Column: Prozac sensation

I think it goes without saying that I’m a pretty awesome person, but here goes: I’m a pretty awesome person. While I have always been an awesome person, I must admit my awesomeness is only apparent to all because of Prozac.

We’re more than a decade out from Elizabeth’s Wurtzel’s autobiography Prozac Nation, and the accompanying ’90s anxiety about a generation starting to pop psychiatric pills in earnest. Then, as now, the possible improvement of mental health was overshadowed by what antidepressants would mean for this generation of depressives. Would it make us zombies? Pervert our personalities? Were selective serotonin reuptake inhibitor actually effective but destined to be an easy way out, a cure with long-run moral implications that an Evangelical-leaning nation shouldn’t dabble in?

To many, especially those who are considering using antidepressants to treat their mental illness, these are valid questions. In my experience, however, I can comfortably say that Prozac has changed, and probably saved, my life. No exaggeration.
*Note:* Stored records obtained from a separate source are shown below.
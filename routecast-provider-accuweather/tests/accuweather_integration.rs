//! Integration tests for the AccuWeather ports using wiremock.
//!
//! Each test runs the ports against a mock server serving fixed AccuWeather payloads.

use std::sync::Arc;

use chrono::NaiveDate;
use reqwest::Client;
use routecast_core::{
    DayCount, LocationKey, PortError, Route, RouteForecastService, SkipReason, TimeOfDay,
};
use routecast_provider_accuweather::{AccuWeatherSettings, plugin};
use wiremock::matchers::{method, path, query_param};
use wiremock::{Mock, MockServer, ResponseTemplate};

const API_KEY: &str = "test-key";

fn settings(server: &MockServer) -> AccuWeatherSettings {
    AccuWeatherSettings {
        base_url: server.uri(),
        ..AccuWeatherSettings::new(API_KEY)
    }
}

fn period(temperature: f64, humidity: f64, wind: f64, precipitation: f64, phrase: &str) -> serde_json::Value {
    serde_json::json!({
        "WetBulbGlobeTemperature": {
            "Minimum": {"Value": temperature - 2.0, "Unit": "C"},
            "Maximum": {"Value": temperature + 2.0, "Unit": "C"},
            "Average": {"Value": temperature, "Unit": "C"}
        },
        "RelativeHumidity": {"Minimum": humidity - 10.0, "Maximum": humidity + 10.0, "Average": humidity},
        "Wind": {"Speed": {"Value": wind, "Unit": "km/h"}, "Direction": {"Degrees": 180}},
        "PrecipitationProbability": precipitation,
        "LongPhrase": phrase
    })
}

/// Forecast payload with `days` entries and no `Date` fields.
fn forecast_payload(days: u32) -> serde_json::Value {
    let entries: Vec<serde_json::Value> = (0..days)
        .map(|index| {
            let offset = f64::from(index);
            serde_json::json!({
                "Day": period(20.0 + offset, 50.0, 10.0 + offset, 10.0, "Sunny"),
                "Night": period(10.0 + offset, 80.0, 3.0, 60.0 + offset, "Showers")
            })
        })
        .collect();

    serde_json::json!({
        "Headline": {"Text": "Pleasant this week"},
        "DailyForecasts": entries
    })
}

async fn mount_place(server: &MockServer, name: &str, key: &str, days: u32) {
    Mock::given(method("GET"))
        .and(path("/locations/v1/cities/autocomplete"))
        .and(query_param("q", name))
        .and(query_param("apikey", API_KEY))
        .respond_with(ResponseTemplate::new(200).set_body_json(serde_json::json!([
            {"Version": 1, "Key": key, "Type": "City", "LocalizedName": name}
        ])))
        .expect(1)
        .mount(server)
        .await;

    Mock::given(method("GET"))
        .and(path(format!("/locations/v1/{key}")))
        .respond_with(ResponseTemplate::new(200).set_body_json(serde_json::json!({
            "Key": key,
            "GeoPosition": {"Latitude": 55.752, "Longitude": 37.616}
        })))
        .expect(1)
        .mount(server)
        .await;

    Mock::given(method("GET"))
        .and(path(format!("/forecasts/v1/daily/5day/{key}")))
        .and(query_param("details", "true"))
        .and(query_param("metric", "true"))
        .respond_with(ResponseTemplate::new(200).set_body_json(forecast_payload(days)))
        .expect(1)
        .mount(server)
        .await;
}

#[tokio::test]
async fn test_resolve_returns_first_key() {
    let mock_server = MockServer::start().await;

    Mock::given(method("GET"))
        .and(path("/locations/v1/cities/autocomplete"))
        .and(query_param("language", "ru-ru"))
        .respond_with(ResponseTemplate::new(200).set_body_json(serde_json::json!([
            {"Key": "294021", "LocalizedName": "Москва"},
            {"Key": "1-294021_1_AL", "LocalizedName": "Москва (область)"}
        ])))
        .mount(&mock_server)
        .await;

    let plugin = plugin(Client::new(), settings(&mock_server));
    let key = plugin.location_port.resolve("Москва").await.unwrap();

    assert_eq!(key, LocationKey(String::from("294021")));
}

#[tokio::test]
async fn test_resolve_empty_list_is_not_found() {
    let mock_server = MockServer::start().await;

    Mock::given(method("GET"))
        .and(path("/locations/v1/cities/autocomplete"))
        .respond_with(ResponseTemplate::new(200).set_body_json(serde_json::json!([])))
        .mount(&mock_server)
        .await;

    let plugin = plugin(Client::new(), settings(&mock_server));
    let result = plugin.location_port.resolve("Zzzqx").await;

    assert!(matches!(result, Err(PortError::NotFound)));
}

#[tokio::test]
async fn test_error_status_is_provider_error() {
    let mock_server = MockServer::start().await;

    Mock::given(method("GET"))
        .and(path("/locations/v1/cities/autocomplete"))
        .respond_with(ResponseTemplate::new(401).set_body_json(serde_json::json!({
            "Code": "Unauthorized",
            "Message": "Api Authorization failed"
        })))
        .mount(&mock_server)
        .await;

    let plugin = plugin(Client::new(), settings(&mock_server));
    let result = plugin.location_port.resolve("Moscow").await;

    assert!(matches!(result, Err(PortError::Provider { status: 401 })));
}

#[tokio::test]
async fn test_coordinates_without_geo_position_are_malformed() {
    let mock_server = MockServer::start().await;

    Mock::given(method("GET"))
        .and(path("/locations/v1/294021"))
        .respond_with(ResponseTemplate::new(200).set_body_json(serde_json::json!({
            "Key": "294021"
        })))
        .mount(&mock_server)
        .await;

    let plugin = plugin(Client::new(), settings(&mock_server));
    let result = plugin
        .location_port
        .coordinates(&LocationKey(String::from("294021")))
        .await;

    assert!(matches!(result, Err(PortError::Malformed(_))));
}

#[tokio::test]
async fn test_invalid_json_is_malformed() {
    let mock_server = MockServer::start().await;

    Mock::given(method("GET"))
        .and(path("/forecasts/v1/daily/5day/294021"))
        .respond_with(ResponseTemplate::new(200).set_body_string("<html>maintenance</html>"))
        .mount(&mock_server)
        .await;

    let plugin = plugin(Client::new(), settings(&mock_server));
    let result = plugin
        .forecast_port
        .daily_forecast(&LocationKey(String::from("294021")))
        .await;

    assert!(matches!(result, Err(PortError::Malformed(_))));
}

#[tokio::test]
async fn test_unreachable_server_is_network_error() {
    let unreachable = AccuWeatherSettings {
        base_url: String::from("http://127.0.0.1:9"),
        ..AccuWeatherSettings::new(API_KEY)
    };

    let plugin = plugin(Client::new(), unreachable);
    let result = plugin.location_port.resolve("Moscow").await;

    assert!(matches!(result, Err(PortError::Network(_))));
}

#[tokio::test]
async fn test_daily_forecast_maps_day_and_night() {
    let mock_server = MockServer::start().await;

    Mock::given(method("GET"))
        .and(path("/forecasts/v1/daily/5day/294021"))
        .respond_with(ResponseTemplate::new(200).set_body_json(forecast_payload(5)))
        .mount(&mock_server)
        .await;

    let plugin = plugin(Client::new(), settings(&mock_server));
    let forecasts = plugin
        .forecast_port
        .daily_forecast(&LocationKey(String::from("294021")))
        .await
        .unwrap();

    assert_eq!(forecasts.len(), 5);
    assert_eq!(forecasts[0].date, None);
    assert_eq!(forecasts[1].day.temperature, 21.0);
    assert_eq!(forecasts[1].night.temperature, 11.0);
    assert_eq!(forecasts[4].day.wind_speed, 14.0);
    assert_eq!(forecasts[4].night.precipitation_probability, 64.0);
    assert_eq!(forecasts[2].day.description, "Sunny");
    assert_eq!(forecasts[2].night.description, "Showers");
}

#[tokio::test]
async fn test_route_round_trip_through_service() {
    let mock_server = MockServer::start().await;
    mount_place(&mock_server, "Moscow", "294021", 5).await;
    mount_place(&mock_server, "Omsk", "296363", 2).await;

    Mock::given(method("GET"))
        .and(path("/locations/v1/cities/autocomplete"))
        .and(query_param("q", "Zzzqx"))
        .respond_with(ResponseTemplate::new(200).set_body_json(serde_json::json!([])))
        .mount(&mock_server)
        .await;

    let service = RouteForecastService::new(Arc::new(plugin(Client::new(), settings(&mock_server))));
    let route = Route::new(
        Some("Moscow"),
        Some("Omsk"),
        vec![String::from("Zzzqx"), String::from("Moscow")],
    );
    let today = NaiveDate::from_ymd_opt(2024, 7, 1).unwrap();
    let days = DayCount::new(3).unwrap();

    let dataset = service
        .aggregate_from(&route, days, TimeOfDay::Night, today)
        .await;

    // Moscow: 3 requested days; Omsk only delivers 2.
    assert_eq!(dataset.rows.len(), 5);
    assert_eq!(dataset.locations(), vec!["Moscow", "Omsk"]);

    let moscow_last = &dataset.rows[2];
    assert_eq!(moscow_last.location, "Moscow");
    assert_eq!(moscow_last.date, NaiveDate::from_ymd_opt(2024, 7, 3).unwrap());
    assert_eq!(moscow_last.temperature, 12.0);
    assert_eq!(moscow_last.humidity, 80.0);
    assert_eq!(moscow_last.wind_speed, 3.0);
    assert_eq!(moscow_last.precipitation_probability, 62.0);
    assert_eq!(moscow_last.description, "Showers");
    assert!(moscow_last.coordinates.is_some());

    let reasons: Vec<&SkipReason> = dataset.skipped.iter().map(|skip| &skip.reason).collect();
    assert_eq!(
        reasons,
        vec![
            &SkipReason::Unresolved,
            &SkipReason::Truncated {
                requested: 3,
                available: 2,
            },
        ]
    );
}

#[tokio::test]
async fn test_route_skips_points_without_forecast() {
    let mock_server = MockServer::start().await;
    mount_place(&mock_server, "Moscow", "294021", 5).await;
    mount_place(&mock_server, "Kazan", "295954", 0).await;

    Mock::given(method("GET"))
        .and(path("/locations/v1/cities/autocomplete"))
        .and(query_param("q", "Tver"))
        .respond_with(ResponseTemplate::new(200).set_body_json(serde_json::json!([
            {"Version": 1, "Key": "295381", "Type": "City", "LocalizedName": "Tver"}
        ])))
        .mount(&mock_server)
        .await;

    Mock::given(method("GET"))
        .and(path("/locations/v1/295381"))
        .respond_with(ResponseTemplate::new(200).set_body_json(serde_json::json!({
            "Key": "295381",
            "GeoPosition": {"Latitude": 56.86, "Longitude": 35.9}
        })))
        .mount(&mock_server)
        .await;

    Mock::given(method("GET"))
        .and(path("/forecasts/v1/daily/5day/295381"))
        .respond_with(ResponseTemplate::new(503))
        .expect(1)
        .mount(&mock_server)
        .await;

    let service = RouteForecastService::new(Arc::new(plugin(Client::new(), settings(&mock_server))));
    let route = Route::new(Some("Tver"), Some("Moscow"), vec![String::from("Kazan")]);
    let today = NaiveDate::from_ymd_opt(2024, 7, 1).unwrap();

    let dataset = service
        .aggregate_from(&route, DayCount::new(2).unwrap(), TimeOfDay::Day, today)
        .await;

    assert_eq!(dataset.locations(), vec!["Moscow"]);
    assert_eq!(dataset.rows.len(), 2);

    let skipped: Vec<(&str, &SkipReason)> = dataset
        .skipped
        .iter()
        .map(|skip| (skip.name.as_str(), &skip.reason))
        .collect();
    assert_eq!(
        skipped,
        vec![
            ("Tver", &SkipReason::NoForecast),
            ("Kazan", &SkipReason::NoForecast),
        ]
    );
}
Making this column an advert for Big Pharma – not that they need any help – is not my intent. Neither do I want to paint Prozac as a universal panacea simply taken once a day, like a Flintstone vitamin. The truth is, it’s taken years of hard work, therapy and many psychiatrist-supervised med combinations to finally reach the stability that Prozac has given me.
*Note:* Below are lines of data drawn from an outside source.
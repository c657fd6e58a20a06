// SPDX-FileCopyrightText: 2026 Faqline Contributors
// SPDX-License-Identifier: MIT OR Apache-2.0

//! Faqline - a keyword-matching FAQ chatbot.
//!
//! This is the binary entry point for the Faqline CLI.

#[cfg(not(target_env = "msvc"))]
use tikv_jemallocator::Jemalloc;

#[cfg(not(target_env = "msvc"))]
#[global_allocator]
static GLOBAL: Jemalloc = Jemalloc;

mod shell;

use clap::{Parser, Subcommand};
use faqline_engine::FaqSession;
use tracing_subscriber::EnvFilter;

/// Faqline - a keyword-matching FAQ chatbot.
#[derive(Parser, Debug)]
#[command(name = "faqline", version, about, long_about = None)]
struct Cli {
    #[command(subcommand)]
    command: Option<Commands>,
}

/// Available subcommands.
#[derive(Subcommand, Debug)]
enum Commands {
    /// Launch an interactive chat session (the default).
    Shell,
    /// Ask a single question and print the answer.
    Ask {
        /// The question to resolve against the FAQ dataset.
        query: String,
    },
    /// Print the effective configuration as TOML.
    Config,
}

#[tokio::main]
async fn main() {
    let cli = Cli::parse();

    let config = match faqline_config::load_and_validate() {
        Ok(config) => config,
        Err(errors) => {
            faqline_config::render_errors(&errors);
            std::process::exit(1);
        }
    };

    // Filter defaults to the configured level; RUST_LOG still overrides.
    let filter = EnvFilter::try_from_default_env()
        .unwrap_or_else(|_| EnvFilter::new(config.agent.log_level.clone()));
    tracing_subscriber::fmt()
        .with_env_filter(filter)
        .with_writer(std::io::stderr)
        .init();

    let result = match cli.command {
        Some(Commands::Shell) | None => shell::run_shell(config).await,
        Some(Commands::Ask { query }) => {
            let mut session = FaqSession::from_config(&config);
            match session.submit_query(&query).await {
                Ok(reply) => {
                    println!("{}", reply.text);
                    Ok(())
                }
                Err(e) => Err(e),
            }
        }
        Some(Commands::Config) => match toml::to_string_pretty(&config) {
            Ok(rendered) => {
                print!("{rendered}");
                Ok(())
            }
            Err(e) => Err(faqline_core::FaqlineError::Internal(format!(
                "failed to render config: {e}"
            ))),
        },
    };

    if let Err(e) = result {
        eprintln!("faqline: {e}");
        std::process::exit(1);
    }
}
It wouldn’t be true to my natural cynicism if I didn’t include the inevitable downsides that recovery from major depression and various anxiety disorders can bring. With the help of Prozac I can hold down a job, get passing grades, and not jump off a cliff; I can have relationships, maintain friendships, and get fewer panic attacks. However, this doesn’t mean there aren’t some gnarly side effects.

Having the capability to fulfill all my obligations is dampened a bit by constant exhaustion. I need at least nine or 10 hours of sleep per day to function, and if I let myself, I could sleep pretty much indefinitely. Needless to say, 12 hours of sleep isn’t in the cards for a busy student. I’ve resorted to caffeine and resourceful napping, though classes are still missed, and homework is still put off.

That’s not all in Prozac’s bag of tricks. I was prepared to deal with the anorgasmia, the asthenia, the occasional hand tremors. What I wasn’t expecting were the horrible, vivid nightmares. Not only are they awful, but I often can’t even recognize they aren’t real. Before I got on meds, I usually knew I was asleep when my grandma hit on me while wearing my boyfriend’s skin (WTF?).

Without getting into the very salient issues of mental health and what that means, the dangers posed by all-powerful pharmaceutical companies, and the fact that every person has different psychiatric needs, I wanted to use this space to say that antidepressants work for me. They may work for you and they may not. They may be temporary or perhaps require more consistent use. Personally, even with the side effects and the social stigmas surrounding both mental illness and its treatment, living with Prozac is exponentially better than being sick. It doesn’t look like much on paper, but sometimes I feel like the luckiest person alive.

HALEY DAVIS loves Kevin Corrigan. If you love Daddy, too, contact her at hrdavis@ucdavis.edu.

2 COMMENTS

  1. Most human beings experience anxiety daily. Natural human moods are characterized by oscillations between manic and depressed states. Mood stabilizing drugs dampen natural and vital emotions, promote needless self medication, and create chemical dependencies that benefit only pharmacological corporations. What did people do before a pill was available to make them feel better? Perhaps they just bucked up and kept on living. Perhaps their anguish was so terrible they committed suicide, thereby removing their defective genes from the collective pool (if, indeed, there exists a genetic basis for such emotional inconveniences). Psychiatric ‘disorders’ are all in your head…no pun intended.

  2. People are generally afraid of psychiatry because its primary domain is the dark depths of the human psyche. And when you couple it with drugs people start to freak out and you get the anti-psychiatry and Scientology nonsense. Kudos on the article, it takes heart to say stuff like that.